Ask.com Takes a Stand for Privacy
Everything you do online gets logged. Every mail you send, every website you visit, every download, and every search. Nobody much cares most of the time, but the data is there. And by “most of the time” we’re talking about way beyond 99.999% of the time. Why do we keep logs? So we can figure out how well we’re doing, and figure out what happened when something goes wrong.
But the devil is in the details, and not everyone that logs is doing it for the betterment of mankind, or even to improve their service to mankind. More worrisome than that is when statist thugs get their hands on the data. There is at least one journalist in prison in China because Yahoo divulged information from their logs. Last year AOL released bulk search logs to researchers and several reporters quickly took a look and were able to track specific searches to specific searchers. The year before, the witlings in the Bush Justice Department demanded bulk data from AOL, Google, MSN, and Yahoo in hopes of justifying the need for their ineffective Child Online Protection Act, then under constitutional challenge by the ACLU. (AOL, MSN, and Yahoo all admitted turning over some data, allegedly purged of user identification of any kind, Google balked.) If you were searching for Viagra, or the history of nuclear explosives, would you want this known?
Plucky Ask.com, once known as Ask Jeeves, hoping to grow their fourth-place position in the search industry, is betting that you might not. As of today, there is a new item at the upper right corner of the ask.com search window, the text “AskEraser”. Click on it and you can turn the new feature on, which means your search will be deleted as soon as you finish it.

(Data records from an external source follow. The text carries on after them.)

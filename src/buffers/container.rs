// SPDX-License-Identifier: GPL-3.0-only

//! Raw capture container
//!
//! A container packages a set of raw frames with the camera description and
//! post-processing settings so the downstream processor can develop them
//! later. The first capture of a session is kept in memory as the "pending"
//! container for immediate processing; subsequent captures are serialized
//! to disk.
//!
//! The on-disk layout is a minimal envelope: magic, a JSON header carrying
//! everything but pixel data, then the frame payloads concatenated in
//! header order. It is an interchange artifact, not an archival format.

use crate::buffers::{RawFrameMetadata, SharedRawBuffer};
use crate::descriptor::CameraDescriptor;
use crate::settings::PostProcessSettings;
use crate::types::RawPixelFormat;
use serde::{Deserialize, Serialize};
use std::fs::File;
use std::io::{self, BufWriter, Write};
use std::path::Path;
use tracing::info;

const CONTAINER_MAGIC: &[u8; 8] = b"RAWCONT1";

/// One packaged frame: copied payload plus its capture metadata
#[derive(Debug, Clone)]
pub struct ContainerFrame {
    pub name: String,
    pub width: u32,
    pub height: u32,
    pub row_stride: usize,
    pub pixel_format: RawPixelFormat,
    pub metadata: RawFrameMetadata,
    pub payload: Vec<u8>,
}

#[derive(Debug, Serialize, Deserialize)]
struct FrameHeader {
    name: String,
    width: u32,
    height: u32,
    row_stride: usize,
    pixel_format: RawPixelFormat,
    metadata: RawFrameMetadata,
    payload_len: u64,
}

#[derive(Debug, Serialize, Deserialize)]
struct ContainerHeader {
    descriptor: CameraDescriptor,
    settings: PostProcessSettings,
    reference_timestamp: i64,
    is_hdr: bool,
    write_dng: bool,
    frames: Vec<FrameHeader>,
}

/// A set of raw frames packaged for the downstream processor
#[derive(Debug)]
pub struct RawContainer {
    descriptor: CameraDescriptor,
    settings: PostProcessSettings,
    reference_timestamp: i64,
    is_hdr: bool,
    write_dng: bool,
    frames: Vec<ContainerFrame>,
}

impl RawContainer {
    /// Package the given pool buffers by copying their payloads out.
    ///
    /// Frames are named `frame0.raw`, `frame1.raw`, ... in input order.
    /// Each buffer's payload lock is held only for the duration of its copy.
    pub fn from_buffers(
        descriptor: &CameraDescriptor,
        settings: &PostProcessSettings,
        reference_timestamp: i64,
        is_hdr: bool,
        write_dng: bool,
        buffers: &[SharedRawBuffer],
    ) -> Self {
        let mut frames = Vec::with_capacity(buffers.len());

        for (index, buffer) in buffers.iter().enumerate() {
            let mut locked = buffer.lock().unwrap_or_else(|e| e.into_inner());
            let payload = locked.data.copy_payload();

            frames.push(ContainerFrame {
                name: format!("frame{}.raw", index),
                width: locked.width,
                height: locked.height,
                row_stride: locked.row_stride,
                pixel_format: locked.pixel_format,
                metadata: locked.metadata.clone(),
                payload,
            });
        }

        Self {
            descriptor: descriptor.clone(),
            settings: settings.clone(),
            reference_timestamp,
            is_hdr,
            write_dng,
            frames,
        }
    }

    pub fn num_frames(&self) -> usize {
        self.frames.len()
    }

    pub fn frames(&self) -> &[ContainerFrame] {
        &self.frames
    }

    pub fn is_hdr(&self) -> bool {
        self.is_hdr
    }

    pub fn write_dng(&self) -> bool {
        self.write_dng
    }

    pub fn reference_timestamp(&self) -> i64 {
        self.reference_timestamp
    }

    pub fn settings(&self) -> &PostProcessSettings {
        &self.settings
    }

    pub fn descriptor(&self) -> &CameraDescriptor {
        &self.descriptor
    }

    /// Serialize the container to `path`
    pub fn save(&self, path: &Path) -> io::Result<()> {
        let header = ContainerHeader {
            descriptor: self.descriptor.clone(),
            settings: self.settings.clone(),
            reference_timestamp: self.reference_timestamp,
            is_hdr: self.is_hdr,
            write_dng: self.write_dng,
            frames: self
                .frames
                .iter()
                .map(|f| FrameHeader {
                    name: f.name.clone(),
                    width: f.width,
                    height: f.height,
                    row_stride: f.row_stride,
                    pixel_format: f.pixel_format,
                    metadata: f.metadata.clone(),
                    payload_len: f.payload.len() as u64,
                })
                .collect(),
        };

        let header_json = serde_json::to_vec(&header).map_err(io::Error::other)?;

        let mut writer = BufWriter::new(File::create(path)?);
        writer.write_all(CONTAINER_MAGIC)?;
        writer.write_all(&(header_json.len() as u32).to_le_bytes())?;
        writer.write_all(&header_json)?;

        for frame in &self.frames {
            writer.write_all(&frame.payload)?;
        }

        writer.flush()?;

        info!(
            path = %path.display(),
            frames = self.frames.len(),
            hdr = self.is_hdr,
            "Saved raw container"
        );

        Ok(())
    }
}

#[cfg(test)]
mod tests {
    use super::*;
    use crate::buffers::RawImageBuffer;
    use std::sync::{Arc, Mutex};

    fn test_buffer(timestamp_ns: i64, fill: u8) -> SharedRawBuffer {
        let mut buffer = RawImageBuffer::host_allocated(4, 2, RawPixelFormat::Raw16);
        buffer.write_payload(&[fill; 16]);
        buffer.metadata.timestamp_ns = timestamp_ns;
        Arc::new(Mutex::new(buffer))
    }

    #[test]
    fn test_from_buffers_copies_payloads() {
        let buffers = vec![test_buffer(1, 0x11), test_buffer(2, 0x22)];
        let container = RawContainer::from_buffers(
            &CameraDescriptor::default(),
            &PostProcessSettings::default(),
            1,
            true,
            false,
            &buffers,
        );

        assert_eq!(container.num_frames(), 2);
        assert_eq!(container.frames()[0].name, "frame0.raw");
        assert_eq!(container.frames()[0].payload, vec![0x11; 16]);
        assert_eq!(container.frames()[1].metadata.timestamp_ns, 2);
    }

    #[test]
    fn test_save_writes_magic_and_payloads() {
        let dir = tempfile::tempdir().unwrap();
        let path = dir.path().join("burst.rawcont");

        let buffers = vec![test_buffer(7, 0x5A)];
        let container = RawContainer::from_buffers(
            &CameraDescriptor::default(),
            &PostProcessSettings::default(),
            7,
            false,
            true,
            &buffers,
        );
        container.save(&path).unwrap();

        let bytes = std::fs::read(&path).unwrap();
        assert_eq!(&bytes[..8], CONTAINER_MAGIC);

        let header_len = u32::from_le_bytes(bytes[8..12].try_into().unwrap()) as usize;
        let header: ContainerHeader = serde_json::from_slice(&bytes[12..12 + header_len]).unwrap();
        assert_eq!(header.frames.len(), 1);
        assert_eq!(header.frames[0].payload_len, 16);
        assert!(header.write_dng);

        assert_eq!(&bytes[12 + header_len..], &[0x5A; 16]);
    }
}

I’m so used to Google (my first choice since I switched from AltaVista years ago, and the choice of about 60% of all searchers) that I doubt I’ll switch. Google and Microsoft purge their search logs after 18 months, Yahoo after 13, I’d be a lot more comfortable if they all purged them after three.
In the meantime, maybe I’ll give Ask.com a spin. I don’t have anything to hide in my searches, but I’m not sure I’d want to have to explain them to anyone either. If I Were King, you can bet there are plenty of folks who would like to know what I was thinking, AskEraser might be a better solution than drawing and quartering those who got too nosy.